Chaque année, 90 milliards de dollars s’échappent d’Afrique via des flux financiers illicites, des fonds qui pourraient transformer les soins de santé et les infrastructures. Pendant ce temps, environ 282 millions de personnes restent sous-alimentées et plus de la moitié des pays sont confrontés au surendettement alors que la dette extérieure dépasse les 1 000 milliards de dollars.
Lors de la Conférence économique africaine qui s’est tenue à Gaborone, au Botswana, du 23 au 25 novembre 2024, dirigeants, économistes et jeunes chercheurs ont abordé ces défis de front.

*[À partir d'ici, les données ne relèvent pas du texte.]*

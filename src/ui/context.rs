use apiwarden::config::{ColorMode, Config};

use crate::cli::ColorWhen;
use crate::ui::terminal::{detect_capabilities, TerminalCapabilities};

#[derive(Debug, Clone, Copy, PartialEq, Eq)]
pub struct UiContext {
    pub json: bool,
    pub verbose: u8,
    pub color: bool,
    pub unicode: bool,
}

impl UiContext {
    pub fn new(json: bool, verbose: u8, cli_color: Option<ColorWhen>, config: &Config) -> Self {
        Self::from_caps(json, verbose, cli_color, config, detect_capabilities())
    }

    pub(crate) fn from_caps(
        json: bool,
        verbose: u8,
        cli_color: Option<ColorWhen>,
        config: &Config,
        caps: TerminalCapabilities,
    ) -> Self {
        let color = match cli_color {
            Some(ColorWhen::Never) => false,
            Some(ColorWhen::Always) => true,
            Some(ColorWhen::Auto) | None => match config.output.color {
                ColorMode::Never => false,
                ColorMode::Always => true,
                ColorMode::Auto => caps.supports_color && !caps.is_ci,
            },
        };

        Self {
            json,
            verbose,
            color: color && !json,
            unicode: caps.supports_unicode,
        }
    }
}
//! apiwarden CLI - deprecation policy compliance checker
//!
//! Usage: apiwarden <COMMAND>
//!
//! Commands:
//!   check            Classify API changes and enforce deprecation windows
//!   diff             List detected changes without verdicts
//!   window           Show the deprecation window for a symbol
//!   rules            List the rule catalog in priority order
//!   suggest-renames  Propose rename annotations

mod cli;
mod commands;
mod ui;

use std::io::{self, Write};

use apiwarden::application::EXIT_CONFIG_ERROR;
use clap::Parser;
use is_terminal::IsTerminal;
use tracing_subscriber::{layer::SubscriberExt, util::SubscriberInitExt, EnvFilter};

use cli::{Cli, Commands};
use commands::check::PolicyOverrides;
use commands::GlobalArgs;

/// Environment variable holding a tracing filter directive
const LOG_ENV: &str = "APIWARDEN_LOG";

fn main() {
    let cli = Cli::parse();
    init_tracing(cli.verbose);

    let code = match run(cli) {
        Ok(code) => code,
        Err(err) => {
            eprintln!("Error: {:#}", err);
            EXIT_CONFIG_ERROR
        }
    };
    let code = flush_output(&mut io::stdout(), code);
    std::process::exit(code);
}

/// Flush buffered output; a report that never reached the reader is a failed run
fn flush_output(out: &mut impl Write, code: i32) -> i32 {
    match out.flush() {
        Ok(()) => code,
        Err(err) => {
            eprintln!("Error: failed to write output: {}", err);
            EXIT_CONFIG_ERROR
        }
    }
}

fn init_tracing(verbose: u8) {
    let fallback = match verbose {
        0 => "warn",
        1 => "info",
        2 => "debug",
        _ => "trace",
    };
    let filter = EnvFilter::try_from_env(LOG_ENV).unwrap_or_else(|_| EnvFilter::new(fallback));
    let ansi = std::io::stderr().is_terminal() && std::env::var_os("NO_COLOR").is_none();

    let _ = tracing_subscriber::registry()
        .with(filter)
        .with(
            tracing_subscriber::fmt::layer()
                .with_writer(std::io::stderr)
                .with_ansi(ansi)
                .with_target(false),
        )
        .try_init();
}

fn run(cli: Cli) -> anyhow::Result<i32> {
    let global = GlobalArgs {
        json: cli.json,
        color: cli.color,
        verbose: cli.verbose,
        config: cli.config,
    };

    match cli.command {
        Commands::Check {
            snapshots,
            changes,
            window,
            rules,
        } => commands::check::cmd_check(
            &snapshots,
            changes,
            &PolicyOverrides { window, rules },
            &global,
        ),
        Commands::Diff { snapshots, changes } => {
            commands::diff::cmd_diff(&snapshots, changes, &global)
        }
        Commands::Window {
            since,
            current,
            window,
        } => commands::window::cmd_window(&since, &current, window, &global),
        Commands::Rules => commands::rules::cmd_rules(&global),
        Commands::SuggestRenames {
            snapshots,
            threshold,
        } => commands::suggest::cmd_suggest_renames(&snapshots, threshold, &global),
    }
}
//! Test fixtures - snapshot and change set documents.

use serde_json::{json, Value};

/// Symbol descriptor with only the required fields
pub fn symbol(path: &str, kind: &str) -> Value {
    json!({ "path": path, "kind": kind, "public": true })
}

pub fn method(path: &str, params: &[&str]) -> Value {
    json!({ "path": path, "kind": "method", "public": true, "params": params })
}

pub fn deprecated(path: &str, kind: &str, since: &str) -> Value {
    json!({ "path": path, "kind": kind, "public": true, "deprecatedSince": since })
}

/// Snapshot document as pretty JSON
pub fn snapshot(version: &str, symbols: Vec<Value>) -> String {
    serde_json::to_string_pretty(&json!({ "version": version, "symbols": symbols })).unwrap()
}

/// Release 1.0 of a small build tool API
pub fn base_snapshot() -> String {
    snapshot(
        "1.0.0",
        vec![
            symbol("pants/goal", "module"),
            method("pants/goal::Goal.run", &["targets"]),
            symbol("pants/goal::fail_fast", "option"),
            symbol("pants/engine/exp/scheduler::LocalScheduler", "module"),
        ],
    )
}

/// Release 1.1 adding a parameter and an option, dropping an experimental module
pub fn compatible_snapshot() -> String {
    snapshot(
        "1.1.0",
        vec![
            symbol("pants/goal", "module"),
            method("pants/goal::Goal.run", &["targets", "options"]),
            symbol("pants/goal::fail_fast", "option"),
            symbol("pants/goal::colors", "option"),
        ],
    )
}

/// Release 1.1 dropping a parameter and an option outright
pub fn breaking_snapshot() -> String {
    snapshot(
        "1.1.0",
        vec![
            symbol("pants/goal", "module"),
            method("pants/goal::Goal.run", &[]),
            symbol("pants/engine/exp/scheduler::LocalScheduler", "module"),
        ],
    )
}

pub const SEVERE_BUG_CHANGES: &str = r#"
[[exception]]
path = "pants/goal::fail_fast"
reason = "option enabled remote code execution"
"#;
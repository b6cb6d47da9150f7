//! Snapshot Differ Domain Service
//!
//! Computes the ordered list of `ChangeRecord`s between two snapshots.
//! Renames are never guessed: only pairs listed in the caller's `ChangeSet`
//! are treated as the same symbol.

use std::collections::{BTreeMap, BTreeSet};

use crate::domain::entities::{ApiSymbol, ChangeKind, ChangeRecord, ChangeSet, Snapshot};
use crate::domain::value_objects::SymbolPath;
use crate::error::{WardenError, WardenResult};

/// Parameter-level difference between two versions of one symbol
#[derive(Debug, Clone, Default, PartialEq, Eq)]
pub struct ParamDiff {
    pub added: Vec<String>,
    pub removed: Vec<String>,
    /// Retained parameters appear in a different relative order
    pub reordered: bool,
}

impl ParamDiff {
    pub fn between(old: &[String], new: &[String]) -> Self {
        let added: Vec<String> = new.iter().filter(|p| !old.contains(p)).cloned().collect();
        let removed: Vec<String> = old.iter().filter(|p| !new.contains(p)).cloned().collect();

        let old_retained: Vec<&String> = old.iter().filter(|p| new.contains(p)).collect();
        let new_retained: Vec<&String> = new.iter().filter(|p| old.contains(p)).collect();

        Self {
            added,
            removed,
            reordered: old_retained != new_retained,
        }
    }

    /// Existing callers may break
    pub fn breaks_callers(&self) -> bool {
        !self.removed.is_empty() || self.reordered
    }
}

/// Differ service for snapshot pairs
#[derive(Debug, Clone, Copy, Default)]
pub struct SnapshotDiffer;

impl SnapshotDiffer {
    pub fn new() -> Self {
        Self
    }

    /// Diff `old` against `new`, honoring the renames in `changes`.
    ///
    /// Records are ordered by identity path. Symbols identical on both sides
    /// produce no record.
    pub fn diff(
        &self,
        old: &Snapshot,
        new: &Snapshot,
        changes: &ChangeSet,
    ) -> WardenResult<Vec<ChangeRecord>> {
        let renames = validate_renames(old, new, changes)?;
        let rename_targets: BTreeSet<&SymbolPath> = renames.values().copied().collect();

        let mut records = Vec::new();

        for old_symbol in old.symbols() {
            let record = if let Some(target) = renames.get(&old_symbol.path) {
                new.get(target.as_str())
                    .map(|new_symbol| identity_change(old_symbol, new_symbol))
            } else {
                match new.get(old_symbol.path.as_str()) {
                    Some(new_symbol) => compare(old_symbol, new_symbol),
                    None => Some(ChangeRecord::removed(old_symbol.clone())),
                }
            };

            if let Some(record) = record {
                records.push(record);
            }
        }

        for new_symbol in new.symbols() {
            if !old.contains(new_symbol.path.as_str()) && !rename_targets.contains(&new_symbol.path)
            {
                records.push(ChangeRecord::added(new_symbol.clone()));
            }
        }

        records.sort_by(|a, b| a.path.cmp(&b.path));

        for record in &mut records {
            record.annotations = changes.annotations_for(record.sides().map(|s| &s.path));
            tracing::debug!(path = %record.path, kind = %record.kind, "change detected");
        }

        validate_annotations(&records, changes)?;

        Ok(records)
    }
}

/// Every bug-fix and exception entry must name a side of some record
fn validate_annotations(records: &[ChangeRecord], changes: &ChangeSet) -> WardenResult<()> {
    let touched: BTreeSet<&SymbolPath> = records
        .iter()
        .flat_map(|r| r.sides().map(|s| &s.path))
        .collect();

    let annotated = changes
        .bug_fixes
        .iter()
        .map(|b| ("bug_fix", &b.path))
        .chain(changes.exceptions.iter().map(|e| ("exception", &e.path)));

    for (section, path) in annotated {
        if !touched.contains(path) {
            return Err(WardenError::UnmatchedAnnotation {
                section: section.to_string(),
                path: path.to_string(),
            });
        }
    }

    Ok(())
}

fn validate_renames<'a>(
    old: &Snapshot,
    new: &Snapshot,
    changes: &'a ChangeSet,
) -> WardenResult<BTreeMap<&'a SymbolPath, &'a SymbolPath>> {
    let mut map = BTreeMap::new();
    let mut targets = BTreeSet::new();

    for rename in &changes.renames {
        let invalid = |reason: &str| WardenError::InvalidRename {
            from: rename.from.to_string(),
            to: rename.to.to_string(),
            reason: reason.to_string(),
        };

        let Some(source) = old.get(rename.from.as_str()) else {
            return Err(invalid("source is not in the old snapshot"));
        };
        if new.contains(rename.from.as_str()) {
            return Err(invalid("source still exists in the new snapshot"));
        }
        let Some(target) = new.get(rename.to.as_str()) else {
            return Err(invalid("target is not in the new snapshot"));
        };
        if old.contains(rename.to.as_str()) {
            return Err(invalid("target already exists in the old snapshot"));
        }
        if source.kind != target.kind {
            return Err(invalid("source and target have different kinds"));
        }
        if !targets.insert(&rename.to) || map.insert(&rename.from, &rename.to).is_some() {
            return Err(invalid("symbol appears in more than one rename"));
        }
    }

    Ok(map)
}

/// Caller-mapped pair: moved when only the containing module changed
fn identity_change(old: &ApiSymbol, new: &ApiSymbol) -> ChangeRecord {
    let kind = if old.path.member_name() == new.path.member_name() {
        ChangeKind::Moved
    } else {
        ChangeKind::Renamed
    };

    let params = ParamDiff::between(&old.params, &new.params);
    let mut record = ChangeRecord::modified(kind, old.clone(), new.clone());
    record.params_added = params.added;
    record.params_removed = params.removed;
    record
}

/// Same identity on both sides; `None` when nothing detectable changed
fn compare(old: &ApiSymbol, new: &ApiSymbol) -> Option<ChangeRecord> {
    // A symbol that changes kind no longer exists as what callers used.
    if old.kind != new.kind {
        return Some(ChangeRecord::modified(
            ChangeKind::Removed,
            old.clone(),
            new.clone(),
        ));
    }

    let params = ParamDiff::between(&old.params, &new.params);

    let kind = if params.breaks_callers() {
        ChangeKind::ParamRemoved
    } else if old.behavior_tag != new.behavior_tag {
        ChangeKind::BehaviorChanged
    } else if !params.added.is_empty() {
        ChangeKind::ParamAdded
    } else if !old.is_deprecated() && new.is_deprecated() {
        ChangeKind::Deprecated
    } else {
        return None;
    };

    let mut record = ChangeRecord::modified(kind, old.clone(), new.clone());
    record.params_added = params.added;
    record.params_removed = params.removed;
    Some(record)
}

Les discussions ont porté sur des solutions pratiques pour transformer la richesse de l’Afrique en prospérité pour sa population et ont été mises en avant dans le podcast de la CEA-ONU, The Sustainable Africa Series, qui sert de base à cet article.
Les vastes ressources de l’Afrique, de l’or et des diamants aux terres fertiles et à l’énergie solaire, ont trop souvent enrichi une minorité privilégiée – tant locale qu’étrangère – tout en laissant derrière elles la majorité des Africains. La pauvreté, les inégalités et le sous-développement persistent alors que des milliards de personnes quittent la région.
« Nous ne pouvons pas manger de diamants ou de bauxite », a déclaré Said Adejumobi, directeur de la planification stratégique à la Commission économique pour l’Afrique (CEA). « D’autres régions disposant de moins de ressources ont transformé leur économie en ajoutant de la valeur à ce qu’elles produisent. Pourquoi pas nous ?
La dette reste un autre obstacle majeur. Les taux d’intérêt élevés et les cycles d’emprunts improductifs enferment de nombreux pays africains dans la dépendance. Sonia Essobmadje, chef de la section Finances innovantes et marchés de capitaux à la CEA, a souligné la nécessité d’une meilleure gestion de la dette et des marchés de capitaux locaux.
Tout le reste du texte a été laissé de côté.